= Jana Lynne White =

Canadian television and radio personality

Jana Lynne White is a Canadian television and radio personality, most noted as a reporter and video jockey for MuchMusic and MuchMoreMusic in the 1990s and 2000s.

Originally from Kingston, Ontario, she grew up in Kingston and the small outlying village of Sunbury. She briefly moved back to Kingston to attend St. Lawrence College, but soon dropped out and moved to Calgary, Alberta, with a band she was singing with at the time. After the band broke up, she further moved to Victoria, British Columbia, to study radio and television broadcasting at Camosun College, and worked in radio and television in Vancouver in the 1980s.

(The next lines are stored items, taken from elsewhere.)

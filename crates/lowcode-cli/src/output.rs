use serde::Serialize;
use std::fmt::Write as _;

pub fn print_json<T: Serialize>(value: &T) -> anyhow::Result<()> {
    println!("{}", serde_json::to_string_pretty(value)?);
    Ok(())
}

pub fn print_table(headers: &[&str], rows: Vec<Vec<String>>) {
    print!("{}", render_table(headers, &rows));
}

/// Left-aligned columns separated by two spaces, with a dashed rule under
/// the header. Cells beyond the header count are dropped.
fn render_table(headers: &[&str], rows: &[Vec<String>]) -> String {
    let widths: Vec<usize> = headers
        .iter()
        .enumerate()
        .map(|(i, h)| {
            rows.iter()
                .filter_map(|r| r.get(i))
                .map(|c| c.chars().count())
                .fold(h.chars().count(), usize::max)
        })
        .collect();

    let mut out = String::new();
    let _ = writeln!(out, "{}", padded_line(headers.iter().copied(), &widths));
    let rule: Vec<String> = widths.iter().map(|&w| "-".repeat(w)).collect();
    let _ = writeln!(out, "{}", padded_line(rule.iter().map(String::as_str), &widths));
    for row in rows {
        let _ = writeln!(out, "{}", padded_line(row.iter().map(String::as_str), &widths));
    }
    out
}

fn padded_line<'a>(cells: impl Iterator<Item = &'a str>, widths: &[usize]) -> String {
    let padded: Vec<String> = cells
        .zip(widths)
        .map(|(cell, &w)| format!("{cell:<w$}"))
        .collect();
    padded.join("  ").trim_end().to_string()
}

/// Pretty JSON for human output; falls back to compact on error.
pub fn pretty(value: &serde_json::Value) -> String {
    serde_json::to_string_pretty(value).unwrap_or_else(|_| value.to_string())
}

/// `12.3ms`, or `-` when unmeasured.
pub fn millis(ms: Option<f64>) -> String {
    ms.map(|v| format!("{v:.1}ms")).unwrap_or_else(|| "-".to_string())
}
use crate::output::print_json;
use anyhow::Context;
use lowcode_core::{config::Config, io, paths, state::AppState};
use std::path::Path;

pub fn run(root: &Path, app_id: &str, base_url: Option<&str>, json: bool) -> anyhow::Result<()> {
    let dir = paths::lowcode_dir(root);
    io::ensure_dir(&dir).with_context(|| format!("failed to create {}", dir.display()))?;

    let config_path = paths::config_path(root);
    let config_created = !config_path.exists();
    if config_created {
        let mut cfg = Config::new(app_id);
        if let Some(url) = base_url {
            cfg.base_url = url.to_string();
        }
        cfg.save(root).context("failed to write config.yaml")?;
    }

    let state_path = paths::state_path(root);
    let state_created = !state_path.exists();
    if state_created {
        AppState::new(app_id)
            .save(root)
            .context("failed to write state.yaml")?;
    }

    if json {
        return print_json(&serde_json::json!({
            "root": root.display().to_string(),
            "app_id": app_id,
            "config_created": config_created,
            "state_created": state_created,
        }));
    }

    println!("Initializing lowcode app in: {}", root.display());
    for (created, file) in [(config_created, paths::CONFIG_FILE), (state_created, paths::STATE_FILE)] {
        if created {
            println!("  created: {file}");
        } else {
            println!("  exists:  {file}");
        }
    }
    Ok(())
}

She joined MuchMusic in 1990 as a cohost of the music magazine series The NewMusic, and was also frequently host of Intimate and Interactive live specials. After she and co-host Kim Clarke Champniss were replaced as hosts of The NewMusic by Avi Lewis in 1996, she remained with MuchMusic in other roles until joining MuchMoreMusic upon its launch in 1998. Within months, John Doyle of The Globe and Mail was writing that White appeared to be the channel's only employee, stating that "the woman does everything — interviews, running down the appalling video chart, promos, everything except come to your house and turn on the TV for you." Although she was essentially positioned as the channel's primary public face in this era, she wasn't actually its sole on-air personality, as the channel also aired Diego Fuentes's Clip Trip; in 2000, Bill Welychka also joined the channel as host of several programs.

CHUM Limited programming head Denise Donlon said of White's M3 interview series SpeakEasy in this era that "Jana's real strengths are in interviewing. She's an incredibly insightful and warm interviewer. ... An artist will come in and they'll basically want to curl up in her lap, [which] is not the easiest thing to do with artists, because, you know, the interviewing thing's bizarre -- you sit across from somebody and you expect them to tell you things they wouldn't tell their own mother."

She was also later host of the documentary series SexTV, until leaving CHUM in 2004.

She returned to the Vancouver media market with a talk radio show on CIWV-FM when it launched in 2015 as Roundhouse Radio.